== Segment start ==

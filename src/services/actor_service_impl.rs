use std::sync::Arc;
use tracing::info;

use crate::db::ActorRepository;
use crate::domain::ActorId;
use crate::models::{Actor, ActorInput, ActorWithFilms};
use crate::services::actor_service::{ActorError, ActorService};

pub struct DefaultActorService {
    actors: Arc<dyn ActorRepository>,
}

impl DefaultActorService {
    #[must_use]
    pub fn new(actors: Arc<dyn ActorRepository>) -> Self {
        Self { actors }
    }
}

#[async_trait::async_trait]
impl ActorService for DefaultActorService {
    async fn get_actors(&self) -> Result<Vec<ActorWithFilms>, ActorError> {
        Ok(self.actors.get_actors().await?)
    }

    async fn get_actor_by_id(&self, id: ActorId) -> Result<ActorWithFilms, ActorError> {
        self.actors
            .get_actor_by_id(id)
            .await?
            .ok_or(ActorError::NotFound)
    }

    async fn add_actor(&self, actor: ActorInput) -> Result<Actor, ActorError> {
        let id = self.actors.add_actor(&actor).await?;
        info!(actor_id = %id, "Actor added");
        Ok(actor.with_id(id))
    }

    async fn update_actor(&self, actor: &Actor) -> Result<(), ActorError> {
        if !self.actors.update_actor(actor).await? {
            return Err(ActorError::BadUpdateData);
        }
        info!(actor_id = %actor.id, "Actor updated");
        Ok(())
    }

    async fn delete_actor(&self, id: ActorId) -> Result<(), ActorError> {
        if !self.actors.delete_actor(id).await? {
            return Err(ActorError::NotFound);
        }
        info!(actor_id = %id, "Actor deleted");
        Ok(())
    }
}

== Segment end ==

→ Your assignment: In the records above, find each line that holds the word "return"; copy all such lines.

→ Written reply:
            return Err(ActorError::BadUpdateData);
            return Err(ActorError::NotFound);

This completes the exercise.